You are asked to write out the entries exactly as they are given.

Material for the task:
╭──

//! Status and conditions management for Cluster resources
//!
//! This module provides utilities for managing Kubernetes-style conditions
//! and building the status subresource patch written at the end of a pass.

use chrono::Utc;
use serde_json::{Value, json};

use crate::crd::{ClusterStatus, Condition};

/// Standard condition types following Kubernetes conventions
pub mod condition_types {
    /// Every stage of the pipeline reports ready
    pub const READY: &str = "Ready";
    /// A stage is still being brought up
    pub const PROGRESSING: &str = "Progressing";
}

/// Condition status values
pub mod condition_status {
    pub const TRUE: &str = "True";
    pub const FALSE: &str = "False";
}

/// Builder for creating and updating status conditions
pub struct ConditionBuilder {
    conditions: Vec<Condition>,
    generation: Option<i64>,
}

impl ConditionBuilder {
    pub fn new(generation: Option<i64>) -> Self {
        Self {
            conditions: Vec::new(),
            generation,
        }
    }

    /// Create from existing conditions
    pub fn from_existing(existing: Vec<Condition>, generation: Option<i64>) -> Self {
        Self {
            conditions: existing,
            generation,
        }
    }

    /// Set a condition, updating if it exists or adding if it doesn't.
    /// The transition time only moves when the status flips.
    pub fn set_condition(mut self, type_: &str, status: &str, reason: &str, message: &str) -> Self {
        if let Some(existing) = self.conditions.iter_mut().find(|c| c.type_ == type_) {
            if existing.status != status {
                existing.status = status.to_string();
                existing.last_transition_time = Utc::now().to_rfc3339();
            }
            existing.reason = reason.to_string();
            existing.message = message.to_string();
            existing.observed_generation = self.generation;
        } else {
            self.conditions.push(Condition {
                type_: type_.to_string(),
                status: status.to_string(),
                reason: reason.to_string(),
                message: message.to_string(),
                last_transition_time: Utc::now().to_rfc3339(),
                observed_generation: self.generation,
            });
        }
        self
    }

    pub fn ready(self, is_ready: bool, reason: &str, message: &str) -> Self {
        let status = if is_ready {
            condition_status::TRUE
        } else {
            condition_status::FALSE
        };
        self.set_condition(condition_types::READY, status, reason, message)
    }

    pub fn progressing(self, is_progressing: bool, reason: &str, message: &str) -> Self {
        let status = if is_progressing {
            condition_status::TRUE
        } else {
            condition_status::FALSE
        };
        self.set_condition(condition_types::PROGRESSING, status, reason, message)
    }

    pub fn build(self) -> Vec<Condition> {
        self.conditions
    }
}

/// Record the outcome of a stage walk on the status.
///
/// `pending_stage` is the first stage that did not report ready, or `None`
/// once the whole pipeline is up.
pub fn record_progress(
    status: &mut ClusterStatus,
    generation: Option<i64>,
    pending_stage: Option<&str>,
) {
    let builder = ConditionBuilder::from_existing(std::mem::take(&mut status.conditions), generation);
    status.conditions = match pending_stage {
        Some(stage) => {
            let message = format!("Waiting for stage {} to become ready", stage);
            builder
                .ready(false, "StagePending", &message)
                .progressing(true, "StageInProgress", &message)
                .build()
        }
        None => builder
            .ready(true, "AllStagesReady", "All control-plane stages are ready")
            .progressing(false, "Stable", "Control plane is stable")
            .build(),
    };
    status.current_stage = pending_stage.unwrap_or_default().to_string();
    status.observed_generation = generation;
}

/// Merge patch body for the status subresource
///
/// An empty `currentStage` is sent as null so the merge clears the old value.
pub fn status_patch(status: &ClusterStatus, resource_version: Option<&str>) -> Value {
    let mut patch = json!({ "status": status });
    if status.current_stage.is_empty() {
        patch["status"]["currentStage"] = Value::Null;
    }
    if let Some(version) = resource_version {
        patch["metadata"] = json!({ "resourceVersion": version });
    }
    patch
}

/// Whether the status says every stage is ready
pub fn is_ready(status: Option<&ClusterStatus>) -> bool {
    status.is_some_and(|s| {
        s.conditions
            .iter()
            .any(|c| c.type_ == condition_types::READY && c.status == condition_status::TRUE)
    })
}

╰──

Output of the exercise:
//! Status and conditions management for Cluster resources
//!
//! This module provides utilities for managing Kubernetes-style conditions
//! and building the status subresource patch written at the end of a pass.

use chrono::Utc;
use serde_json::{Value, json};

use crate::crd::{ClusterStatus, Condition};

/// Standard condition types following Kubernetes conventions
pub mod condition_types {
    /// Every stage of the pipeline reports ready
    pub const READY: &str = "Ready";
    /// A stage is still being brought up
    pub const PROGRESSING: &str = "Progressing";
}

/// Condition status values
pub mod condition_status {
    pub const TRUE: &str = "True";
    pub const FALSE: &str = "False";
}

/// Builder for creating and updating status conditions
pub struct ConditionBuilder {
    conditions: Vec<Condition>,
    generation: Option<i64>,
}

impl ConditionBuilder {
    pub fn new(generation: Option<i64>) -> Self {
        Self {
            conditions: Vec::new(),
            generation,
        }
    }

    /// Create from existing conditions
    pub fn from_existing(existing: Vec<Condition>, generation: Option<i64>) -> Self {
        Self {
            conditions: existing,
            generation,
        }
    }

    /// Set a condition, updating if it exists or adding if it doesn't.
    /// The transition time only moves when the status flips.
    pub fn set_condition(mut self, type_: &str, status: &str, reason: &str, message: &str) -> Self {
        if let Some(existing) = self.conditions.iter_mut().find(|c| c.type_ == type_) {
            if existing.status != status {
                existing.status = status.to_string();
                existing.last_transition_time = Utc::now().to_rfc3339();
            }
            existing.reason = reason.to_string();
            existing.message = message.to_string();
            existing.observed_generation = self.generation;
        } else {
            self.conditions.push(Condition {
                type_: type_.to_string(),
                status: status.to_string(),
                reason: reason.to_string(),
                message: message.to_string(),
                last_transition_time: Utc::now().to_rfc3339(),
                observed_generation: self.generation,
            });
        }
        self
    }

    pub fn ready(self, is_ready: bool, reason: &str, message: &str) -> Self {
        let status = if is_ready {
            condition_status::TRUE
        } else {
            condition_status::FALSE
        };
        self.set_condition(condition_types::READY, status, reason, message)
    }

    pub fn progressing(self, is_progressing: bool, reason: &str, message: &str) -> Self {
        let status = if is_progressing {
            condition_status::TRUE
        } else {
            condition_status::FALSE
        };
        self.set_condition(condition_types::PROGRESSING, status, reason, message)
    }

    pub fn build(self) -> Vec<Condition> {
        self.conditions
    }
}

/// Record the outcome of a stage walk on the status.
///
/// `pending_stage` is the first stage that did not report ready, or `None`
/// once the whole pipeline is up.
pub fn record_progress(
    status: &mut ClusterStatus,
    generation: Option<i64>,
    pending_stage: Option<&str>,
) {
    let builder = ConditionBuilder::from_existing(std::mem::take(&mut status.conditions), generation);
    status.conditions = match pending_stage {
        Some(stage) => {
            let message = format!("Waiting for stage {} to become ready", stage);
            builder
                .ready(false, "StagePending", &message)
                .progressing(true, "StageInProgress", &message)
                .build()
        }
        None => builder
            .ready(true, "AllStagesReady", "All control-plane stages are ready")
            .progressing(false, "Stable", "Control plane is stable")
            .build(),
    };
    status.current_stage = pending_stage.unwrap_or_default().to_string();
    status.observed_generation = generation;
}

/// Merge patch body for the status subresource
///
/// An empty `currentStage` is sent as null so the merge clears the old value.
pub fn status_patch(status: &ClusterStatus, resource_version: Option<&str>) -> Value {
    let mut patch = json!({ "status": status });
    if status.current_stage.is_empty() {
        patch["status"]["currentStage"] = Value::Null;
    }
    if let Some(version) = resource_version {
        patch["metadata"] = json!({ "resourceVersion": version });
    }
    patch
}

/// Whether the status says every stage is ready
pub fn is_ready(status: Option<&ClusterStatus>) -> bool {
    status.is_some_and(|s| {
        s.conditions
            .iter()
            .any(|c| c.type_ == condition_types::READY && c.status == condition_status::TRUE)
    })
}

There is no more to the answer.